Gianni Tofani, ingegnere scomparso prematuramente nel 2015, è stato una figura di primo piano dell’Osservatorio astrofisico di Arcetri e dell’Inaf, con il suo contributo fondamentale allo sviluppo della radioastronomia italiana. Il Premio a lui dedicato è stato istituito dall’Inaf di Arcetri con l’obiettivo di promuovere lo sviluppo della futura carriera di ricerca di giovani brillanti ricercatrici e ricercatori nel campo della ricerca astrofisica e tecnologie radioastronomiche. In palio, un soggiorno presso enti di ricerca o università estere o organizzazioni internazionali di notevole prestigio, volto a potenziare la propria esperienza nel mondo della ricerca.

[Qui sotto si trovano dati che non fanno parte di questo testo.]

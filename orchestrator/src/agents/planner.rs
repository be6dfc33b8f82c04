// Planner Agent: turns a free-text question into a focused search plan

use async_trait::async_trait;
use tracing::info;

use super::llm::LlmClient;
use super::Planner;
use crate::error::AgentResult;
use crate::models::{PlanDirectives, SearchPlan};

const TEMPERATURE: f32 = 0.3;

const INSTRUCTIONS: &str = "\
You plan web searches for an intelligence brief about a company or a sector.

Decide whether the question is about a Company or a Sector and set \"scope\" accordingly.
Pick ONE entity when the name is ambiguous, put its canonical name in \"resolved_topic\",
and add negative keywords to queries to keep other entities out.

Every query must contain the resolved_topic plus at least one intent term taken from the
question (launch, layoffs, earnings, pricing, partnerships, regulation, outages, ...) and a
recency hint. Prefer the last 30 days. Mix official sources (investor relations, newsroom,
filings, regulators) with credible press (Reuters, Bloomberg, WSJ, FT, CNBC).
Drop queries that differ from another only by a minor word.

Control lines that may precede the request:
- TIGHTEN:true means use stricter operators (intitle:, site:, filetype:pdf), a narrower
  window (last 7-30 days) and no opinion pieces.
- MAX_QUERIES:n means never return more than n searches.

Company scope: 4-6 searches. Sector scope: 6-8 searches.

Output JSON only:
{\"scope\": \"Company|Sector\", \"resolved_topic\": \"...\", \"timeframe\": \"last 30 days\",
 \"searches\": [{\"query\": \"...\", \"reason\": \"...\"}]}";

pub struct PlannerAgent {
    llm: LlmClient,
    model: String,
}

impl PlannerAgent {
    pub fn new(llm: LlmClient, model: String) -> Self {
        Self { llm, model }
    }
}

/// Planner request text, with control lines first when directives are set.
pub fn render_request(topic: &str, directives: PlanDirectives) -> String {
    let mut input = String::new();
    if directives.tighten {
        input.push_str("TIGHTEN:true\n");
    }
    if let Some(max) = directives.max_queries {
        input.push_str(&format!("MAX_QUERIES:{max}\n"));
    }
    input.push_str(&format!(
        "Topic: {topic}\nGoal: Plan searches for an Intelligence Brief."
    ));
    input
}

#[async_trait]
impl Planner for PlannerAgent {
    async fn plan(&self, topic: &str, directives: PlanDirectives) -> AgentResult<SearchPlan> {
        info!(tighten = directives.tighten, "Planner: Planning searches for: {}", topic);

        let input = render_request(topic, directives);
        self.llm
            .structured(&self.model, INSTRUCTIONS, &input, TEMPERATURE)
            .await
    }
}
// Writer Agent: synthesises the final markdown brief with citations

use async_trait::async_trait;
use serde::Deserialize;
use tracing::info;

use super::llm::{extract_json, LlmClient};
use super::Writer;
use crate::error::{AgentError, AgentResult};
use crate::models::{Brief, WriteRequest};

const TEMPERATURE: f32 = 0.34;

const INSTRUCTIONS: &str = "\
You are an intelligence analyst writing a clear, professional, conversational brief.
You receive resolved_topic, scope, timeframe_text, an optional evidence_note,
ProvidedSources (title | url | date lines) and SearchSummaries.

Use ONLY ProvidedSources for links and never invent URLs. Answer the question first, then add
context. Be specific about products, partners, numbers and dates. If fresh data is limited
or an evidence_note is present, say so briefly. Keep links out of bullets.

Layout:
# Intelligence Brief: <resolved_topic>
## <section answering the question>
- 3-5 crisp bullets
## <section adding context: partnerships, risks, competitors>
- 3-5 bullets
## Conclusion
2-3 plain sentences.
## Sources
- [Title](URL) - Date, only sources actually used, no duplicates.

Output ONLY json as {\"markdown\": \"...\"} with all content inside markdown.";

#[derive(Deserialize)]
struct BriefPayload {
    markdown: String,
}

pub struct WriterAgent {
    llm: LlmClient,
    model: String,
}

impl WriterAgent {
    pub fn new(llm: LlmClient, model: String) -> Self {
        Self { llm, model }
    }
}

pub fn render_request(request: &WriteRequest) -> String {
    let mut input = format!(
        "resolved_topic: {}\nscope: {}\ntimeframe_text: {}\n",
        request.resolved_topic, request.scope, request.timeframe_text
    );
    if let Some(note) = &request.evidence_note {
        input.push_str(&format!("evidence_note: {note}\n"));
    }

    input.push_str("ProvidedSources:\n");
    for source in &request.provided_sources {
        input.push_str(&format!("- {} | {} | {}\n", source.title, source.url, source.date));
    }

    input.push_str("\nSearchSummaries:\n");
    for summary in request.summaries.iter().filter(|s| !s.summary.trim().is_empty()) {
        input.push_str(&format!("- {}\n", summary.summary));
    }
    input
}

/// `{"markdown": ...}` when the reply is JSON, otherwise the raw reply is the brief.
pub fn parse_brief(text: &str) -> AgentResult<Brief> {
    let markdown = match extract_json(text) {
        Ok(value) => match serde_json::from_value::<BriefPayload>(value) {
            Ok(payload) => payload.markdown,
            Err(_) => text.to_string(),
        },
        Err(_) => text.to_string(),
    };

    if markdown.trim().is_empty() {
        return Err(AgentError::MalformedOutput("empty brief".to_string()));
    }
    Ok(Brief { markdown })
}

#[async_trait]
impl Writer for WriterAgent {
    async fn write(&self, request: &WriteRequest) -> AgentResult<Brief> {
        info!("Writer: Writing brief for: {}", request.resolved_topic);

        let input = render_request(request);
        let text = self
            .llm
            .complete(&self.model, INSTRUCTIONS, &input, TEMPERATURE, true)
            .await?;
        parse_brief(&text)
    }
}

#[cfg(test)]
mod tests {
    use super::*;
    use crate::models::{ScoredCandidate, Scope, SearchSummary};

    fn request(note: Option<&str>) -> WriteRequest {
        WriteRequest {
            resolved_topic: "Acme Corp".into(),
            scope: Scope::Company,
            timeframe_text: "last 30 days".into(),
            evidence_note: note.map(str::to_string),
            provided_sources: vec![ScoredCandidate {
                title: "Acme beats".into(),
                url: "https://reuters.com/a".into(),
                date: "2025-05-30".into(),
                published: None,
                score: 3.6,
            }],
            summaries: vec![
                SearchSummary { summary: "Acme grew.".into(), sources: vec![] },
                SearchSummary { summary: "  ".into(), sources: vec![] },
            ],
        }
    }

    #[test]
    fn request_lists_sources_and_summaries() {
        let text = render_request(&request(None));
        assert!(text.starts_with("resolved_topic: Acme Corp\nscope: Company\ntimeframe_text: last 30 days\n"));
        assert!(text.contains("- Acme beats | https://reuters.com/a | 2025-05-30\n"));
        assert!(text.ends_with("SearchSummaries:\n- Acme grew.\n"));
        assert!(!text.contains("evidence_note"));
    }

    #[test]
    fn evidence_note_is_included_when_present() {
        let text = render_request(&request(Some("thin")));
        assert!(text.contains("evidence_note: thin\n"));
    }

    #[test]
    fn brief_from_json_or_raw_text() {
        assert_eq!(parse_brief(r##"{"markdown":"# Brief"}"##).unwrap().markdown, "# Brief");
        assert_eq!(parse_brief("# Plain brief").unwrap().markdown, "# Plain brief");
        assert!(parse_brief("   ").is_err());
    }
}
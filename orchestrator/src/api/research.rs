use futures::StreamExt;
use std::convert::Infallible;
use tracing::info;
use warp::sse::Event;
use warp::{Rejection, Reply};

use super::AppState;
use crate::error::ApiError;
use crate::middleware::check_rate;
use crate::models::ResearchRequest;
use crate::research::ProgressEvent;

pub fn sse_event(event: &ProgressEvent) -> Event {
    Event::default()
        .event(event.event_name())
        .data(event.to_string())
}

pub async fn handle_research(
    request: ResearchRequest,
    state: AppState,
) -> Result<impl Reply, Rejection> {
    let topic = request.topic.trim().to_string();
    if topic.is_empty() {
        return Err(warp::reject::custom(ApiError::BadRequest(
            "Please enter a topic.".to_string(),
        )));
    }
    let session_id = request.session_id.trim().to_string();
    if session_id.is_empty() {
        return Err(warp::reject::custom(ApiError::BadRequest(
            "Missing session_id".to_string(),
        )));
    }

    check_rate(&state.limiter, &session_id).map_err(warp::reject::custom)?;

    let mut sessions = state.sessions.clone();
    let allowed = sessions
        .try_start_question(&session_id)
        .await
        .map_err(|e| warp::reject::custom(ApiError::from(e)))?;
    if !allowed {
        return Err(warp::reject::custom(ApiError::QuotaExceeded));
    }

    info!("Starting research for session {}: {}", session_id, topic);

    // Client disconnect drops the stream, which aborts the run.
    let events = state
        .orchestrator
        .stream(topic)
        .map(|event| Ok::<_, Infallible>(sse_event(&event)));

    Ok(warp::sse::reply(warp::sse::keep_alive().stream(events)))
}

#[cfg(test)]
mod tests {
    use super::*;

    #[test]
    fn terminal_events_get_their_own_sse_name() {
        let brief = sse_event(&ProgressEvent::Brief("# Acme".into())).to_string();
        assert!(brief.contains("event:brief"));
        assert!(brief.contains("data:# Acme"));

        let planning = sse_event(&ProgressEvent::Planning).to_string();
        assert!(planning.contains("event:progress"));
    }
}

«Sono molto contenta del successo che ha avuto questa prima edizione del Premio», dice Sofia Randich, direttrice dell’Inaf di Arcetri. «L’iniziativa è stata possibile grazie a una generosissima donazione da parte di un amico molto vicino a Gianni Tofani. Oggi abbiamo ricordato con emozione un amico per molti e un collega, una figura di primo piano dell’Osservatorio astrofisico di Arcetri e dell’Inaf, che è stato promotore e ha contribuito in modo fondamentale allo sviluppo della radioastronomia italiana; abbiamo al tempo stesso premiato un brillante giovane ingegnere che, nel nome di Gianni, porterà avanti un ambizioso progetto e potrà beneficiare di una collaborazione internazionale che certamente risulterà importantissima per lo sviluppo della sua carriera».